▶ Stored data entries:
+ + +

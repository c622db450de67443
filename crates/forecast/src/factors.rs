//! External factors: non-historical knowledge applied on top of a base forecast.
//!
//! Every field is optional; an absent factor means "no adjustment". Callers are
//! responsible for passing finite numbers.

use std::collections::BTreeMap;

use chrono::NaiveDate;
use serde::{Deserialize, Serialize};

use crate::series::HistoricalDataPoint;
use crate::stats::pearson;

/// Fewest shared dates needed before a correlation is estimated.
const MIN_ALIGNED_POINTS: usize = 3;

#[derive(Debug, Clone, Copy, Default, PartialEq, Serialize, Deserialize)]
#[serde(default)]
pub struct BudgetFactors {
    /// Expected price inflation as a fraction (0.03 = 3%).
    pub inflation_rate: Option<f64>,
    /// Calendar-month multiplier (1.1 = 10% above baseline).
    pub seasonal_multiplier: Option<f64>,
    /// Planned program growth as a fraction.
    pub program_expansion: Option<f64>,
}

#[derive(Debug, Clone, Copy, Default, PartialEq, Serialize, Deserialize)]
#[serde(default)]
pub struct BeneficiaryFactors {
    pub population_growth: Option<f64>,
    pub enrollment_rate: Option<f64>,
    pub dropout_rate: Option<f64>,
}

/// Improvement scores; each adds a fixed number of quality points per unit.
#[derive(Debug, Clone, Copy, Default, PartialEq, Serialize, Deserialize)]
#[serde(default)]
pub struct QualityFactors {
    pub staff_training: Option<f64>,
    pub equipment_upgrade: Option<f64>,
    pub process_improvement: Option<f64>,
}

/// Pairwise correlation coefficients between the three tenant metrics.
#[derive(Debug, Clone, Copy, Default, PartialEq, Serialize, Deserialize)]
#[serde(default)]
pub struct CorrelationFactors {
    pub budget_beneficiaries: Option<f64>,
    pub budget_quality: Option<f64>,
    pub beneficiaries_quality: Option<f64>,
}

impl CorrelationFactors {
    /// Pearson coefficients over date-aligned points of each pair.
    ///
    /// A pair with fewer than three shared dates, or a flat side, stays `None`.
    pub fn estimate(
        budget: &[HistoricalDataPoint],
        beneficiaries: &[HistoricalDataPoint],
        quality: &[HistoricalDataPoint],
    ) -> Self {
        Self {
            budget_beneficiaries: aligned_pearson(budget, beneficiaries),
            budget_quality: aligned_pearson(budget, quality),
            beneficiaries_quality: aligned_pearson(beneficiaries, quality),
        }
    }
}

/// All factor dictionaries for one tenant.
#[derive(Debug, Clone, Copy, Default, PartialEq, Serialize, Deserialize)]
#[serde(default)]
pub struct DomainFactors {
    pub budget: Option<BudgetFactors>,
    pub beneficiaries: Option<BeneficiaryFactors>,
    pub quality: Option<QualityFactors>,
    pub correlation: Option<CorrelationFactors>,
}

fn aligned_pearson(a: &[HistoricalDataPoint], b: &[HistoricalDataPoint]) -> Option<f64> {
    let by_date: BTreeMap<NaiveDate, f64> = a.iter().map(|p| (p.date, p.value)).collect();
    let (xs, ys): (Vec<f64>, Vec<f64>) = b
        .iter()
        .filter_map(|p| by_date.get(&p.date).map(|x| (*x, p.value)))
        .unzip();

    if xs.len() < MIN_ALIGNED_POINTS {
        return None;
    }
    pearson(&xs, &ys)
}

+ + +

▶ Task details: Write out the data above once more, exactly as it reads.

▶ Expected output:
repository c622db450de67443
filename crates/forecast/src/factors.rs
//! External factors: non-historical knowledge applied on top of a base forecast.
//!
//! Every field is optional; an absent factor means "no adjustment". Callers are
//! responsible for passing finite numbers.

use std::collections::BTreeMap;

use chrono::NaiveDate;
use serde::{Deserialize, Serialize};

use crate::series::HistoricalDataPoint;
use crate::stats::pearson;

/// Fewest shared dates needed before a correlation is estimated.
const MIN_ALIGNED_POINTS: usize = 3;

#[derive(Debug, Clone, Copy, Default, PartialEq, Serialize, Deserialize)]
#[serde(default)]
pub struct BudgetFactors {
    /// Expected price inflation as a fraction (0.03 = 3%).
    pub inflation_rate: Option<f64>,
    /// Calendar-month multiplier (1.1 = 10% above baseline).
    pub seasonal_multiplier: Option<f64>,
    /// Planned program growth as a fraction.
    pub program_expansion: Option<f64>,
}

#[derive(Debug, Clone, Copy, Default, PartialEq, Serialize, Deserialize)]
#[serde(default)]
pub struct BeneficiaryFactors {
    pub population_growth: Option<f64>,
    pub enrollment_rate: Option<f64>,
    pub dropout_rate: Option<f64>,
}

/// Improvement scores; each adds a fixed number of quality points per unit.
#[derive(Debug, Clone, Copy, Default, PartialEq, Serialize, Deserialize)]
#[serde(default)]
pub struct QualityFactors {
    pub staff_training: Option<f64>,
    pub equipment_upgrade: Option<f64>,
    pub process_improvement: Option<f64>,
}

/// Pairwise correlation coefficients between the three tenant metrics.
#[derive(Debug, Clone, Copy, Default, PartialEq, Serialize, Deserialize)]
#[serde(default)]
pub struct CorrelationFactors {
    pub budget_beneficiaries: Option<f64>,
    pub budget_quality: Option<f64>,
    pub beneficiaries_quality: Option<f64>,
}

impl CorrelationFactors {
    /// Pearson coefficients over date-aligned points of each pair.
    ///
    /// A pair with fewer than three shared dates, or a flat side, stays `None`.
    pub fn estimate(
        budget: &[HistoricalDataPoint],
        beneficiaries: &[HistoricalDataPoint],
        quality: &[HistoricalDataPoint],
    ) -> Self {
        Self {
            budget_beneficiaries: aligned_pearson(budget, beneficiaries),
            budget_quality: aligned_pearson(budget, quality),
            beneficiaries_quality: aligned_pearson(beneficiaries, quality),
        }
    }
}

/// All factor dictionaries for one tenant.
#[derive(Debug, Clone, Copy, Default, PartialEq, Serialize, Deserialize)]
#[serde(default)]
pub struct DomainFactors {
    pub budget: Option<BudgetFactors>,
    pub beneficiaries: Option<BeneficiaryFactors>,
    pub quality: Option<QualityFactors>,
    pub correlation: Option<CorrelationFactors>,
}

fn aligned_pearson(a: &[HistoricalDataPoint], b: &[HistoricalDataPoint]) -> Option<f64> {
    let by_date: BTreeMap<NaiveDate, f64> = a.iter().map(|p| (p.date, p.value)).collect();
    let (xs, ys): (Vec<f64>, Vec<f64>) = b
        .iter()
        .filter_map(|p| by_date.get(&p.date).map(|x| (*x, p.value)))
        .unzip();

    if xs.len() < MIN_ALIGNED_POINTS {
        return None;
    }
    pearson(&xs, &ys)
}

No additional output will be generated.